Here the last of the Glenalvans—once a proud and wealthy race—dwelt in respectable, shabby-genteel poverty.

But poverty did not seem to have hurt lovely little Golden Glenalvan.

She had a wealth of beauty, and a happy heart that made her seem like a gleam of sunshine in the home she brightened. She was a careless, willful child not yet sixteen.

The plain, simple, blue gingham dress was worn quite short, yet, the beautiful, golden tresses fell to her waist in long, loose, childish ringlets.

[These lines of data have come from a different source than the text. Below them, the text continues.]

// SPDX-License-Identifier: BUSL-1.1
// Copyright (c) 2026 Alfred Jean LLC

use super::*;

#[tokio::test]
async fn run_with_timeout_captures_output() {
    let mut cmd = Command::new("echo");
    cmd.arg("hello");
    let output = run_with_timeout(cmd, Duration::from_secs(5), "echo").await.unwrap();
    assert!(output.status.success());
    assert_eq!(String::from_utf8_lossy(&output.stdout).trim(), "hello");
}

#[tokio::test]
async fn run_checked_rejects_nonzero_exit() {
    let mut cmd = Command::new("sh");
    cmd.args(["-c", "echo boom >&2; exit 3"]);
    let err = run_checked(cmd, Duration::from_secs(5), "sh -c").await.unwrap_err();
    assert!(err.contains("boom"), "{err}");
    assert!(err.contains("sh -c"), "{err}");
}

#[tokio::test]
async fn timeout_produces_descriptive_error() {
    let mut cmd = Command::new("sleep");
    cmd.arg("5");
    let err = run_with_timeout(cmd, Duration::from_millis(50), "sleep")
        .await
        .unwrap_err();
    assert!(err.contains("timed out"), "{err}");
}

Free and careless as the birds, she roamed at will through the wild, neglected park and the green woods that lay around her ancestral home.

The dwellers in Glenalvan Hall were divided into two families. In the best and most habitable part, John Glenalvan lived with his wife and family, consisting of two daughters and a son. In a few battered rooms in the tumble-down wing, John Glenalvan's father, an old and hoary-headed man, kept house with his pretty little granddaughter, Golden, and one old black servant called Dinah.

We have digressed a little from Golden as she stands beside the lake, swinging her wide, straw hat by its blue ribbons. Let us return.

The little maiden is communing with herself. Quite unconsciously she speaks her thoughts aloud:

"Old Dinah says that Elinor and Clare will give a little party to-night in honor of their brother's wealthy friend, who is to come on a visit to him to-day. How I wish they would invite me. I should like to go."

"Should you now, really?" said a slightly sarcastic voice close to her.